The Warm Home Discount was previously limited to those on the guaranteed element of Pension Credit, or those receiving the savings element who had high energy costs, but Labour has widened the scheme.

Individuals on Pension Credit, who are the named billpayer in their household, get the £150 discount off their energy bills. Do note, most major energy suppliers are signed up to the Warm Home Discount scheme, but not all. You can find the full list of participating firms on gov.uk.

How much is Pension Credit worth?

  • Basic Pension Credit tops up a single pensioner’s weekly income to £238
  • For couples, Pension Credit is worth an extra £363.25 a week
  • You may qualify for additional Pension Credit if you have other responsibilities

The minimum guarantee for Pension Credit – the minimum amount that someone on Pension Credit will receive – rose by 4.8% in April 2026, thanks to the state pension triple lock. This is a mechanism which increases the state pension by the highest out of inflation, average earnings growth and 2.5%.
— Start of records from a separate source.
use std::io::Write;

use serde::ser;
use tracing::debug;

use crate::error::{Error, Result};
use crate::flatten::Flattener;
use crate::value::{Field, Value};
use crate::values::Values;

/// Configuration for flattening and encoding.
///
/// ## Key separator
///
/// Nested keys are built by joining path segments with `key_separator`.
///
/// Default value: `key_separator = '.'`
///
/// ## Key order
///
/// With `sort_keys` (the default) the encoded output lists keys in
/// lexicographic order, so the same input always produces the same string.
/// Turning it off keeps the order in which keys were first written while
/// walking the value. Values under one key always keep their order.
///
/// ```
/// use serde::Serialize;
/// use urlquery::Config;
///
/// #[derive(Serialize)]
/// struct Query {
///     b: u8,
///     a: u8,
/// }
///
/// let query = Query { b: 1, a: 2 };
/// assert_eq!(Config::new().serialize_string(&query).unwrap(), "a=2&b=1");
///
/// let config = Config::new().sort_keys(false);
/// assert_eq!(config.serialize_string(&query).unwrap(), "b=1&a=2");
/// ```
#[derive(Clone, Copy, Debug)]
pub struct Config {
    key_separator: char,
    sort_keys: bool,
    encode_set: EncodeSet,
}

/// Which characters get percent-encoded in keys and values.
#[derive(Clone, Copy, Debug, PartialEq, Eq)]
pub enum EncodeSet {
    /// Everything except ASCII alphanumerics and `-`, `_`, `.`, `~` is
    /// percent-encoded. Spaces become `+`.
    Query,
    /// Only the [WHATWG query set](https://url.spec.whatwg.org/#query-percent-encode-set)
    /// plus `+`, `=`, `&`, `[` and `]` is percent-encoded. Spaces become `+`.
    Minimal,
}

impl Default for Config {
    fn default() -> Self {
        Self::new()
    }
}

impl Config {
    pub const fn new() -> Self {
        Self {
            key_separator: '.',
            sort_keys: true,
            encode_set: EncodeSet::Query,
        }
    }

    /// Specifies the separator placed between nested key segments.
    /// Default is `.`.
    pub const fn key_separator(mut self, key_separator: char) -> Self {
        self.key_separator = key_separator;
        self
    }

    /// Specifies whether keys are encoded in lexicographic order.
    /// Default is `true`.
    pub const fn sort_keys(mut self, sort_keys: bool) -> Self {
        self.sort_keys = sort_keys;
        self
    }

    /// Specifies which characters get percent-encoded.
    /// Default is [`EncodeSet::Query`].
    pub const fn encode_set(mut self, encode_set: EncodeSet) -> Self {
        self.encode_set = encode_set;
        self
    }

    pub(crate) const fn sorted(&self) -> bool {
        self.sort_keys
    }

    pub(crate) const fn set(&self) -> EncodeSet {
        self.encode_set
    }

    /// Flattens a record value into a multimap of keys to values.
    ///
    /// Accepts a [`Value::Record`] or a present [`Value::Optional`] holding
    /// one. Anything else fails with [`Error::InvalidInput`] before any
    /// flattening happens.
    pub fn marshal_values(self, value: &Value) -> Result<Values> {
        let fields = top_level(value)?;
        let mut flattener = Flattener::new(self.key_separator);
        flattener.flatten_record(fields, "");
        let values = flattener.finish();
        debug!(keys = values.len(), "flattened record");
        Ok(values)
    }

    /// Flattens a record value and encodes it as a querystring.
    pub fn marshal(self, value: &Value) -> Result<Vec<u8>> {
        let values = self.marshal_values(value)?;
        Ok(values.encode(&self).into_bytes())
    }

    /// Lowers `input` through `serde` and flattens it.
    pub fn serialize_values<T: ser::Serialize + ?Sized>(self, input: &T) -> Result<Values> {
        let value = crate::ser::to_value(input)?;
        self.marshal_values(&value)
    }

    /// Serializes an object to a querystring using this `Config`.
    pub fn serialize_string<T: ser::Serialize + ?Sized>(self, input: &T) -> Result<String> {
        let bytes = self.serialize_bytes(input)?;
        String::from_utf8(bytes).map_err(Error::from)
    }

    /// Serializes an object to querystring bytes using this `Config`.
    pub fn serialize_bytes<T: ser::Serialize + ?Sized>(self, input: &T) -> Result<Vec<u8>> {
        let value = crate::ser::to_value(input)?;
        self.marshal(&value)
    }

    /// Serializes an object to a querystring into a writer using this `Config`.
    pub fn serialize_to_writer<T: ser::Serialize + ?Sized, W: Write>(
        self,
        input: &T,
        writer: &mut W,
    ) -> Result<()> {
        let values = self.serialize_values(input)?;
        values.write_to(writer, &self)
    }
}

/// Checks the top-level kind of the input and returns the record's fields.
fn top_level(value: &Value) -> Result<&[Field]> {
    match value {
        Value::Record(fields) => Ok(fields),
        Value::Optional(None) => Err(Error::invalid_input("no data provided")),
        Value::Optional(Some(inner)) => match inner.as_ref() {
            Value::Record(fields) => Ok(fields),
            other => Err(Error::invalid_input(format_args!(
                "invalid type of input: reference to {}",
                other.kind()
            ))),
        },
        other => Err(Error::invalid_input(format_args!(
            "invalid type of input: {}",
            other.kind()
        ))),
    }
}

#[cfg(test)]
mod tests {
    use super::*;

    #[test]
    fn top_level_accepts_records() {
        assert!(top_level(&Value::Record(vec![])).is_ok());
        assert!(top_level(&Value::some(Value::Record(vec![]))).is_ok());
    }

    #[test]
    fn top_level_rejects_everything_else() {
        for value in [
            Value::none(),
            Value::from(42),
            Value::from("record"),
            Value::Sequence(vec![]),
            Value::Map(vec![]),
            Value::Unsupported,
            Value::some(42),
            Value::some(Value::none()),
            Value::some(Value::some(Value::Record(vec![]))),
        ] {
            let err = top_level(&value).unwrap_err();
            assert!(err.is_invalid_input(), "{value:?}: {err}");
        }
    }

    #[test]
    fn custom_separator() {
        let value = Value::Record(vec![Field::new(
            "sub",
            Value::Record(vec![Field::new("a", 1)]),
        )]);
        let values = Config::new()
            .key_separator('_')
            .marshal_values(&value)
            .unwrap();
        assert_eq!(values.get("sub_a"), Some("1"));
    }
}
Pension Credit tops up a pensioner’s weekly income to £238 if they're single. For couples, it’s £363.25.

You may be entitled to extra amounts if you have other responsibilities and costs. For those with a severe disability, a further £86.05 per week is available. If both members of a couple qualify, the rate is £172.10 per week. You are classed as having a disability if you receive one of the following benefits:

  • Attendance Allowance
  • The middle or highest rate from the care component of Disability Living Allowance
  • The daily living component of Personal Independence Payment (PIP)
  • Armed Forces Independence Payment
  • Daily living component of Adult Disability Payment (ADP) at the standard or enhanced rate

If you care for another adult, you could receive an extra £48.15 per week, provided you get Carer’s Allowance (or you’ve claimed Carer’s Allowance but are not being paid because you receive another benefit that pays a higher amount). If you and your partner have both claimed or are currently receiving Carer’s Allowance, you can both receive this extra amount. It is known as the Carer’s Addition.
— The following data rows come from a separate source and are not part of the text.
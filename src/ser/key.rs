use serde::ser;

use super::Discard;
use crate::error::{Error, Result};
use crate::format;

macro_rules! serialize_key_itoa {
    (
        $($ty:ty => $meth:ident,)*) => {
        $(
            fn $meth(self, v: $ty) -> Result<Self::Ok> {
                let mut buffer = itoa::Buffer::new();
                Ok(Some(buffer.format(v).to_owned()))
            }
        )*
    };
}

/// Renders map keys as strings.
///
/// Keys without a string form (sequences, structs, options, units...)
/// produce `None`, and the entry is dropped by the caller.
pub(super) struct KeySerializer;

impl ser::Serializer for KeySerializer {
    type Ok = Option<String>;
    type Error = Error;
    type SerializeSeq = Discard<Self::Ok>;
    type SerializeTuple = Discard<Self::Ok>;
    type SerializeTupleStruct = Discard<Self::Ok>;
    type SerializeTupleVariant = Discard<Self::Ok>;
    type SerializeMap = Discard<Self::Ok>;
    type SerializeStruct = Discard<Self::Ok>;
    type SerializeStructVariant = Discard<Self::Ok>;

    serialize_key_itoa! {
        u8  => serialize_u8,
        u16 => serialize_u16,
        u32 => serialize_u32,
        u64 => serialize_u64,
        i8  => serialize_i8,
        i16 => serialize_i16,
        i32 => serialize_i32,
        i64 => serialize_i64,
    }

    fn serialize_f32(self, v: f32) -> Result<Self::Ok> {
        Ok(Some(format::float(f64::from(v))))
    }

    fn serialize_f64(self, v: f64) -> Result<Self::Ok> {
        Ok(Some(format::float(v)))
    }

    fn serialize_bool(self, v: bool) -> Result<Self::Ok> {
        Ok(Some(if v { "true" } else { "false" }.to_owned()))
    }

    fn serialize_char(self, v: char) -> Result<Self::Ok> {
        Ok(Some(v.to_string()))
    }

    fn serialize_str(self, v: &str) -> Result<Self::Ok> {
        Ok(Some(v.to_owned()))
    }

    fn serialize_bytes(self, _value: &[u8]) -> Result<Self::Ok> {
        Ok(None)
    }

    fn serialize_unit(self) -> Result<Self::Ok> {
        Ok(None)
    }

    fn serialize_unit_struct(self, _name: &'static str) -> Result<Self::Ok> {
        Ok(None)
    }

    fn serialize_unit_variant(
        self,
        _name: &'static str,
        _variant_index: u32,
        variant: &'static str,
    ) -> Result<Self::Ok> {
        Ok(Some(variant.to_owned()))
    }

    fn serialize_newtype_struct<T: ?Sized + ser::Serialize>(
        self,
        _name: &'static str,
        value: &T,
    ) -> Result<Self::Ok> {
        value.serialize(self)
    }

    fn serialize_newtype_variant<T: ?Sized + ser::Serialize>(
        self,
        _name: &'static str,
        _variant_index: u32,
        _variant: &'static str,
        _value: &T,
    ) -> Result<Self::Ok> {
        Ok(None)
    }

    fn serialize_none(self) -> Result<Self::Ok> {
        Ok(None)
    }

    fn serialize_some<T: ?Sized + ser::Serialize>(self, _value: &T) -> Result<Self::Ok> {
        Ok(None)
    }

    fn serialize_seq(self, _len: Option<usize>) -> Result<Self::SerializeSeq> {
        Ok(Discard::new(None))
    }

    fn serialize_tuple(self, _len: usize) -> Result<Self::SerializeTuple> {
        Ok(Discard::new(None))
    }

    fn serialize_tuple_struct(
        self,
        _name: &'static str,
        _len: usize,
    ) -> Result<Self::SerializeTupleStruct> {
        Ok(Discard::new(None))
    }

    fn serialize_tuple_variant(
        self,
        _name: &'static str,
        _variant_index: u32,
        _variant: &'static str,
        _len: usize,
    ) -> Result<Self::SerializeTupleVariant> {
        Ok(Discard::new(None))
    }

    fn serialize_map(self, _len: Option<usize>) -> Result<Self::SerializeMap> {
        Ok(Discard::new(None))
    }

    fn serialize_struct(self, _name: &'static str, _len: usize) -> Result<Self::SerializeStruct> {
        Ok(Discard::new(None))
    }

    fn serialize_struct_variant(
        self,
        _name: &'static str,
        _variant_index: u32,
        _variant: &'static str,
        _len: usize,
    ) -> Result<Self::SerializeStructVariant> {
        Ok(Discard::new(None))
    }
}

#[cfg(test)]
mod tests {
    use super::*;
    use serde::Serialize;

    fn key<T: Serialize + ?Sized>(v: &T) -> Option<String> {
        v.serialize(KeySerializer).unwrap()
    }

    #[test]
    fn scalar_keys() {
        assert_eq!(key("name").as_deref(), Some("name"));
        assert_eq!(key(&-12i32).as_deref(), Some("-12"));
        assert_eq!(key(&7u64).as_deref(), Some("7"));
        assert_eq!(key(&true).as_deref(), Some("true"));
        assert_eq!(key(&1.5f64).as_deref(), Some("1.5"));
        assert_eq!(key(&2.0f32).as_deref(), Some("2"));
        assert_eq!(key(&'k').as_deref(), Some("k"));
    }

    #[test]
    fn compound_keys_are_dropped() {
        assert_eq!(key(&(1, 2)), None);
        assert_eq!(key(&vec![1]), None);
        assert_eq!(key(&()), None);
        assert_eq!(key(&Some("x")), None);
    }
}
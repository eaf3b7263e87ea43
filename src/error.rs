use std::io;
use std::string;

use thiserror::Error;

/// Errors that can occur while turning a value into a querystring.
///
/// Only the top level of the input is ever validated. Anything deeper in
/// the tree that cannot be represented is silently left out of the output
/// instead of producing an error.
#[derive(Debug, Error)]
pub enum Error {
    /// The top-level input is not a record (or a present reference to one).
    #[error("invalid input: {0}")]
    InvalidInput(String),

    /// A `Serialize` implementation reported an error.
    #[error("{0}")]
    Custom(String),

    #[error(transparent)]
    Io(#[from] io::Error),

    #[error(transparent)]
    Utf8(#[from] string::FromUtf8Error),
}

impl Error {
    pub(crate) fn invalid_input<T: std::fmt::Display>(msg: T) -> Self {
        Error::InvalidInput(msg.to_string())
    }

    /// Returns `true` if the error was caused by an unusable top-level value.
    pub fn is_invalid_input(&self) -> bool {
        matches!(self, Error::InvalidInput(_))
    }
}

pub type Result<T, E = Error> = std::result::Result<T, E>;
For those responsible for a child or young person, you could get a further £69.98 a week (which increases to £81.07 a week for the first child if they were born before 6 April 2017). The child or young person must normally live with you and be aged 19 or younger. If the child or young person is disabled, you may get another payment.
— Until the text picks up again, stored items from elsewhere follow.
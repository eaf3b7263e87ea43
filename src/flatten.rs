//! The recursive walk turning a [`Value`] tree into flat [`Values`].
//!
//! Keys are built from the tag names along the path, joined by the
//! configured separator:
//!
//! * records add a segment per field, except for inline fields whose
//!   children are promoted into the current path,
//! * map entries add a segment per key,
//! * scalars are stored with `set`, sequence elements with `append`,
//! * anything that cannot be represented is left out without an error.

use tracing::trace;

use crate::format;
use crate::tag::Tag;
use crate::value::{Field, Value};
use crate::values::Values;

/// Walks values and collects their leaves.
///
/// The walk never fails, and since a `Value` is an owned tree it always
/// terminates.
#[derive(Debug)]
pub struct Flattener {
    separator: char,
    out: Values,
}

impl Flattener {
    pub fn new(separator: char) -> Self {
        Self {
            separator,
            out: Values::new(),
        }
    }

    /// Consumes the flattener, returning everything collected so far.
    pub fn finish(self) -> Values {
        self.out
    }

    /// Flattens every field of a record under `prefix`.
    pub fn flatten_record(&mut self, fields: &[Field], prefix: &str) {
        for field in fields {
            self.flatten_field(field, prefix);
        }
    }

    /// Flattens a single record field under `prefix`.
    pub fn flatten_field(&mut self, field: &Field, prefix: &str) {
        if field.is_inline() {
            if let Value::Record(children) = field.value() {
                self.flatten_record(children, prefix);
                return;
            }
        }

        if !field.is_public() {
            trace!(field = field.ident(), "skipping inaccessible field");
            return;
        }

        let tag = field.parsed_tag();
        if tag.is_skipped() {
            trace!(field = field.ident(), "skipping field tagged `-`");
            return;
        }

        let key = self.join(prefix, tag.name());
        self.emit(&key, field.value(), &tag);
    }

    /// Emits `value` under the fully built `key`.
    pub fn emit(&mut self, key: &str, value: &Value, tag: &Tag<'_>) {
        match value {
            Value::Optional(None) => {
                trace!(key, "skipping absent optional");
            }
            Value::Optional(Some(inner)) => self.emit(key, inner, tag),
            Value::Scalar(scalar) => {
                if tag.omit_empty() && scalar.is_empty() {
                    trace!(key, "omitting empty value");
                    return;
                }
                self.out.set(key, format::scalar(scalar));
            }
            Value::Sequence(items) => self.emit_sequence(key, items),
            Value::Map(entries) => {
                let untagged = Tag::default();
                for (entry_key, entry) in entries {
                    let child = self.join(key, entry_key);
                    self.emit(&child, entry, &untagged);
                }
            }
            Value::Record(fields) => self.flatten_record(fields, key),
            Value::Unsupported => {
                trace!(key, "skipping unsupported value");
            }
        }
    }

    fn emit_sequence(&mut self, key: &str, items: &[Value]) {
        if items.is_empty() {
            trace!(key, "skipping empty sequence");
            return;
        }

        let Some(formatted) = items.iter().map(format::leaf).collect::<Option<Vec<_>>>() else {
            trace!(key, "skipping sequence of non-scalar elements");
            return;
        };
        for item in formatted {
            self.out.append(key, item);
        }
    }

    fn join(&self, prefix: &str, name: &str) -> String {
        if prefix.is_empty() {
            return name.to_owned();
        }
        let mut key = String::with_capacity(prefix.len() + name.len() + self.separator.len_utf8());
        key.push_str(prefix);
        key.push(self.separator);
        key.push_str(name);
        key
    }
}

#[cfg(test)]
mod tests {
    use super::*;
    use crate::value::Scalar;

    fn flatten(fields: Vec<Field>) -> Values {
        let mut flattener = Flattener::new('.');
        flattener.flatten_record(&fields, "");
        flattener.finish()
    }

    #[test]
    fn scalar_leaves() {
        let values = flatten(vec![
            Field::new("Name", "Penguin"),
            Field::new("Sex", 1),
            Field::new("Ok", true),
            Field::new("Ratio", 0.5),
        ]);
        assert_eq!(values.get("Name"), Some("Penguin"));
        assert_eq!(values.get("Sex"), Some("1"));
        assert_eq!(values.get("Ok"), Some("true"));
        assert_eq!(values.get("Ratio"), Some("0.5"));
        assert_eq!(values.len(), 4);
    }

    #[test]
    fn omitempty_only_drops_empty_scalars() {
        let values = flatten(vec![
            Field::new("a", "").tag("a,omitempty"),
            Field::new("b", 0).tag("b,omitempty"),
            Field::new("c", false).tag("c,omitempty"),
            Field::new("d", 0.0).tag("d,omitempty"),
            Field::new("e", 0u32).tag("e,omitempty"),
            Field::new("f", "").tag("f"),
            Field::new("g", 7).tag("g,omitempty"),
        ]);
        let keys: Vec<_> = values.keys().collect();
        assert_eq!(keys, ["f", "g"]);
        assert_eq!(values.get("f"), Some(""));
    }

    #[test]
    fn omitempty_ignored_for_containers() {
        let values = flatten(vec![
            Field::new("seq", vec![0, 0]).tag("seq,omitempty"),
            Field::new("rec", Value::Record(vec![Field::new("x", 0)])).tag("rec,omitempty"),
            Field::new("map", Value::Map(vec![("k".into(), Value::from(""))])).tag("map,omitempty"),
        ]);
        assert_eq!(values.get_all("seq"), ["0", "0"]);
        assert_eq!(values.get("rec.x"), Some("0"));
        assert_eq!(values.get("map.k"), Some(""));
    }

    #[test]
    fn absent_optional_drops_subtree() {
        let values = flatten(vec![
            Field::new("nilPtr", Value::none()).tag("nil_ptr"),
            Field::new("ptr", Value::some(Value::Record(vec![Field::new("a", 1)]))).tag("ptr"),
            Field::new("deep", Value::Record(vec![Field::new("x", Value::none())])),
        ]);
        assert!(values.keys().all(|k| !k.starts_with("nil_ptr")));
        assert_eq!(values.get("ptr.a"), Some("1"));
        assert!(!values.contains_key("deep"));
        assert!(!values.contains_key("deep.x"));
    }

    #[test]
    fn sequences() {
        let values = flatten(vec![
            Field::new("Ints", vec![-1, -3, -5]).tag("ints"),
            Field::new("Empty", Vec::<i32>::new()).tag("empty"),
            Field::new("Mixed", Value::Sequence(vec![Value::from(1), Value::none()])),
            Field::new(
                "Nested",
                Value::Sequence(vec![Value::Record(vec![Field::new("a", 1)])]),
            ),
        ]);
        assert_eq!(values.get_all("ints"), ["-1", "-3", "-5"]);
        assert!(!values.contains_key("empty"));
        assert!(!values.contains_key("Mixed"));
        assert!(values.keys().all(|k| !k.starts_with("Nested")));
    }

    #[test]
    fn inline_fields_are_promoted() {
        let pet = Value::Record(vec![Field::new("OwnerID", "tencent").tag("owner_id")]);
        let values = flatten(vec![
            Field::embedded("Pet", pet).tag("pet"),
            Field::new("Color", "black").tag("color"),
        ]);
        assert_eq!(values.get("owner_id"), Some("tencent"));
        assert_eq!(values.get("color"), Some("black"));
        assert!(!values.contains_key("pet.owner_id"));
        assert!(!values.contains_key("Pet.owner_id"));
    }

    #[test]
    fn inline_promotes_into_current_prefix() {
        let inner = Value::Record(vec![Field::embedded(
            "Base",
            Value::Record(vec![Field::new("id", 3)]),
        )]);
        let values = flatten(vec![Field::new("outer", inner)]);
        assert_eq!(values.get("outer.id"), Some("3"));
    }

    #[test]
    fn inline_non_record_is_a_regular_field() {
        let values = flatten(vec![Field::embedded("Count", 3).tag("count")]);
        assert_eq!(values.get("count"), Some("3"));
    }

    #[test]
    fn skipped_fields() {
        let values = flatten(vec![
            Field::new("Secret", "x").tag("-"),
            Field::new("Opts", "x").tag("-,omitempty"),
            Field::new("Rec", Value::Record(vec![Field::new("a", 1)])).tag("-"),
            Field::new("hidden", "x").private(),
        ]);
        assert!(values.is_empty());
    }

    #[test]
    fn maps_use_entry_keys() {
        let values = flatten(vec![Field::new(
            "Labels",
            Value::Map(vec![
                ("-".to_owned(), Value::from("dash")),
                ("n".to_owned(), Value::from(0)),
                ("list".to_owned(), Value::from(vec!["a", "b"])),
                ("sub".to_owned(), Value::Record(vec![Field::new("z", 1)])),
                ("gone".to_owned(), Value::none()),
            ]),
        )
        .tag("labels")]);
        assert_eq!(values.get("labels.-"), Some("dash"));
        assert_eq!(values.get("labels.n"), Some("0"));
        assert_eq!(values.get_all("labels.list"), ["a", "b"]);
        assert_eq!(values.get("labels.sub.z"), Some("1"));
        assert!(!values.contains_key("labels.gone"));
    }

    #[test]
    fn unsupported_is_silent() {
        let values = flatten(vec![
            Field::new("Func", Value::Unsupported),
            Field::new("Ok", Value::Scalar(Scalar::Uint(1))),
        ]);
        let keys: Vec<_> = values.keys().collect();
        assert_eq!(keys, ["Ok"]);
    }
}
The final top-up helps with housing costs. An extra payment may be made to cover ground rent if your home is leasehold, or to cover service charges. The above payments are all known as "guarantee credit", and form one element of Pension Credit.

The other part of Pension Credit is savings credit, which is worth up to £17.96 a week if you’re single, or up to £20.10 if you have a partner.

Who is eligible for Pension Credit?

  • You must live in England, Scotland or Wales and have reached state pension age
  • Pension Credit eligibility and the amount you receive depends on total household income
  • You can claim Pension Credit four months before reaching state pension age (66)

You must live in England, Scotland or Wales and have reached state pension age (currently 66, but rising to 67 between April 2026 and April 2028) to be eligible for Pension Credit. When applying for guarantee credit, your income is calculated; if you have a partner, your joint income will be calculated.

The DWP defines income as your state pension and other pensions (even if they’ve been deferred), earnings from a job or self-employment, and most benefits.

However, not all benefits are counted as income. Attendance Allowance, Child Benefit, Disability Living Allowance, Personal Independence Payment, Housing Benefit, council tax reduction and the Christmas bonus are excluded.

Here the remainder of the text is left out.